▸ PROBLEM DETAILS:
All lines in the material below that hold "decoded" should be found and copied.

▸ INPUT DATA:

--

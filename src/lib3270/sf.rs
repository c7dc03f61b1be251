//! 3270 Structured Fields
//!
//! Write Structured Field records carry a sequence of length-prefixed,
//! id-tagged blocks. Decoding walks (length, id, body) triples and
//! dispatches on the id; unknown ids are skipped using only the length
//! field. The other direction is the Query Reply, the inbound record
//! describing terminal capabilities, built here from the live screen
//! geometry and code page.

use super::codes::*;
use super::display::ScreenSize;
use super::parser::QueryRequest;
use crate::ebcdic::CodePage;
use crate::trace::{TraceEvent, TraceSink};

/// Action decoded from one outbound structured field
#[derive(Debug, Clone, PartialEq, Eq)]
pub enum SfAction {
    /// Read Partition Query / Query List
    Query(QueryRequest),
    /// Set Reply Mode
    SetReplyMode(u8),
    /// Erase/Reset to the implicit partition
    EraseReset,
    /// Outbound 3270DS: an encapsulated W/EW/EWA/EAU record
    Outbound3270Ds(Vec<u8>),
}

/// Partition id used by Read Partition Query
const QUERY_PARTITION: u8 = 0xFF;

/// Query List request types
const RP_REQTYPE_LIST: u8 = 0x00;
const RP_REQTYPE_EQUIVALENT: u8 = 0x40;
const RP_REQTYPE_ALL: u8 = 0x80;

/// QR codes this terminal supports, in Summary order
pub const SUPPORTED_QUERIES: [u8; 7] = [
    QR_SUMMARY,
    QR_USABLE_AREA,
    QR_CHARACTER_SETS,
    QR_COLOR,
    QR_HIGHLIGHTING,
    QR_REPLY_MODES,
    QR_IMPLICIT_PARTITION,
];

/// Walk the structured fields of a WSF record body.
///
/// A declared length of zero means the field extends to the end of the
/// record. Truncated fields end the walk with a diagnostic; everything
/// decoded before the damage is kept.
pub fn parse_outbound(body: &[u8], sink: &dyn TraceSink) -> Vec<SfAction> {
    let mut actions = Vec::new();
    let mut pos = 0;

    while pos < body.len() {
        if pos + 3 > body.len() {
            sink.record(TraceEvent::Error {
                message: format!("structured field header truncated at offset {pos}"),
            });
            break;
        }
        let declared = u16::from_be_bytes([body[pos], body[pos + 1]]) as usize;
        let id = body[pos + 2];
        let (sf_body, next) = if declared == 0 {
            (&body[pos + 3..], body.len())
        } else {
            if declared < 3 || pos + declared > body.len() {
                sink.record(TraceEvent::Error {
                    message: format!(
                        "structured field 0x{id:02X} declares {declared} bytes, {} available",
                        body.len() - pos
                    ),
                });
                break;
            }
            (&body[pos + 3..pos + declared], pos + declared)
        };
        pos = next;

        match id {
            SF_READ_PARTITION => {
                if let Some(action) = decode_read_partition(sf_body, sink) {
                    actions.push(action);
                }
            }
            SF_SET_REPLY_MODE => {
                // partition id, then the mode byte
                if let Some(&mode) = sf_body.get(1) {
                    actions.push(SfAction::SetReplyMode(mode));
                } else {
                    sink.record(TraceEvent::Error {
                        message: "Set Reply Mode without a mode byte".into(),
                    });
                }
            }
            SF_ERASE_RESET => actions.push(SfAction::EraseReset),
            SF_ACTIVATE_PARTITION => {
                // Only the implicit partition exists here.
                if sf_body.first().copied().unwrap_or(0) != 0 {
                    sink.record(TraceEvent::Error {
                        message: "Activate Partition for a partition other than 0".into(),
                    });
                }
            }
            SF_OUTBOUND_3270DS => {
                // partition id byte, then the encapsulated command
                if sf_body.len() > 1 {
                    actions.push(SfAction::Outbound3270Ds(sf_body[1..].to_vec()));
                }
            }
            _ => {
                sink.record(TraceEvent::Error {
                    message: format!("skipping unknown structured field 0x{id:02X}"),
                });
            }
        }
    }

    actions
}

fn decode_read_partition(body: &[u8], sink: &dyn TraceSink) -> Option<SfAction> {
    let (&partition, rest) = body.split_first()?;
    if partition != QUERY_PARTITION {
        sink.record(TraceEvent::Error {
            message: format!("Read Partition for unsupported partition 0x{partition:02X}"),
        });
        return None;
    }
    match rest.first().copied() {
        Some(RP_QUERY) => Some(SfAction::Query(QueryRequest::All)),
        Some(RP_QUERY_LIST) => {
            let reqtype = rest.get(1).copied().unwrap_or(RP_REQTYPE_ALL);
            match reqtype {
                RP_REQTYPE_ALL => Some(SfAction::Query(QueryRequest::All)),
                RP_REQTYPE_LIST | RP_REQTYPE_EQUIVALENT => {
                    Some(SfAction::Query(QueryRequest::List(rest[2..].to_vec())))
                }
                other => {
                    sink.record(TraceEvent::Error {
                        message: format!("Query List with unknown request type 0x{other:02X}"),
                    });
                    None
                }
            }
        }
        other => {
            sink.record(TraceEvent::Error {
                message: format!("Read Partition with unsupported type {other:02X?}"),
            });
            None
        }
    }
}

/// Build the inbound Query Reply record: AID 0x88 followed by one
/// structured field per supported (and requested) QR code.
pub fn build_query_reply(
    default_size: ScreenSize,
    alternate_size: ScreenSize,
    page: CodePage,
    request: &QueryRequest,
) -> Vec<u8> {
    let wanted: Vec<u8> = match request {
        QueryRequest::All => SUPPORTED_QUERIES.to_vec(),
        QueryRequest::List(codes) => SUPPORTED_QUERIES
            .iter()
            .copied()
            .filter(|code| codes.contains(code))
            .collect(),
    };

    let mut reply = vec![AID_STRUCTURED_FIELD];
    for code in wanted {
        let payload = match code {
            QR_SUMMARY => SUPPORTED_QUERIES.to_vec(),
            QR_USABLE_AREA => usable_area(default_size),
            QR_CHARACTER_SETS => character_sets(page),
            QR_COLOR => color(),
            QR_HIGHLIGHTING => highlighting(),
            QR_REPLY_MODES => vec![REPLY_MODE_FIELD, REPLY_MODE_EXTENDED, REPLY_MODE_CHARACTER],
            QR_IMPLICIT_PARTITION => implicit_partition(default_size, alternate_size),
            _ => continue,
        };
        push_query_reply(&mut reply, code, &payload);
    }
    reply
}

/// Append one Query Reply structured field: length, 0x81, QR code, payload
fn push_query_reply(out: &mut Vec<u8>, code: u8, payload: &[u8]) {
    let length = (4 + payload.len()) as u16;
    out.extend_from_slice(&length.to_be_bytes());
    out.push(0x81); // Query Reply SFID
    out.push(code);
    out.extend_from_slice(payload);
}

/// Usable Area: addressing flags, dimensions, measurement pair, cell
/// size and the buffer size.
fn usable_area(size: ScreenSize) -> Vec<u8> {
    let mut p = Vec::with_capacity(19);
    p.push(0x01); // 12/14-bit addressing allowed
    p.push(0x00); // variable cells not supported, matrix character cells
    p.extend_from_slice(&(size.cols() as u16).to_be_bytes());
    p.extend_from_slice(&(size.rows() as u16).to_be_bytes());
    p.push(0x01); // units: millimetres
    p.extend_from_slice(&[0x00, 0x0A, 0x02, 0xE5]); // Xr: distance numerator/denominator
    p.extend_from_slice(&[0x00, 0x02, 0x00, 0x6F]); // Yr
    p.push(0x09); // cell width in units
    p.push(0x0C); // cell height in units
    p.extend_from_slice(&(size.buffer_size() as u16).to_be_bytes());
    p
}

/// Character Sets: base EBCDIC set plus the GE (APL) set
fn character_sets(page: CodePage) -> Vec<u8> {
    let cpgid: u16 = match page {
        CodePage::Cp037 => 37,
        CodePage::Cp1047 => 1047,
    };
    let mut p = Vec::with_capacity(22);
    p.push(0x82); // GE and CGCSGID present
    p.push(0x00);
    p.push(0x09); // default character slot width
    p.push(0x0C); // default character slot height
    p.extend_from_slice(&[0x00, 0x00, 0x00, 0x00]); // no LOAD PS formats
    p.push(0x07); // descriptor length
    // Base set: device set 0, LCID 0, GCSGID 697 + configured CPGID
    p.extend_from_slice(&[0x00, 0x00, 0x00]);
    p.extend_from_slice(&697u16.to_be_bytes());
    p.extend_from_slice(&cpgid.to_be_bytes());
    // GE set: device set 1, LCID 0xF1, GCSGID 963 / CPGID 310 (APL2)
    p.extend_from_slice(&[0x01, 0x00, 0xF1]);
    p.extend_from_slice(&963u16.to_be_bytes());
    p.extend_from_slice(&310u16.to_be_bytes());
    p
}

/// Color: default maps to green, then the seven base colors identity
fn color() -> Vec<u8> {
    let mut p = vec![0x00, 0x08];
    p.extend_from_slice(&[0x00, COLOR_GREEN]);
    for c in [COLOR_BLUE, COLOR_RED, COLOR_PINK, COLOR_GREEN, COLOR_TURQUOISE, COLOR_YELLOW, COLOR_WHITE] {
        p.extend_from_slice(&[c, c]);
    }
    p
}

/// Highlighting: default plus blink, reverse and underscore
fn highlighting() -> Vec<u8> {
    vec![
        0x04, // number of pairs
        0x00, HIGHLIGHT_NORMAL,
        HIGHLIGHT_BLINK, HIGHLIGHT_BLINK,
        HIGHLIGHT_REVERSE, HIGHLIGHT_REVERSE,
        HIGHLIGHT_UNDERSCORE, HIGHLIGHT_UNDERSCORE,
    ]
}

/// Implicit Partition: default and alternate screen dimensions
fn implicit_partition(default_size: ScreenSize, alternate_size: ScreenSize) -> Vec<u8> {
    let mut p = vec![0x00, 0x00]; // flags
    p.push(0x0B); // self-defining parameter length
    p.push(0x01); // implicit partition sizes
    p.push(0x00); // flags
    p.extend_from_slice(&(default_size.cols() as u16).to_be_bytes());
    p.extend_from_slice(&(default_size.rows() as u16).to_be_bytes());
    p.extend_from_slice(&(alternate_size.cols() as u16).to_be_bytes());
    p.extend_from_slice(&(alternate_size.rows() as u16).to_be_bytes());
    p
}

--

▸ TASK SOLUTION:
/// Action decoded from one outbound structured field
/// decoded before the damage is kept.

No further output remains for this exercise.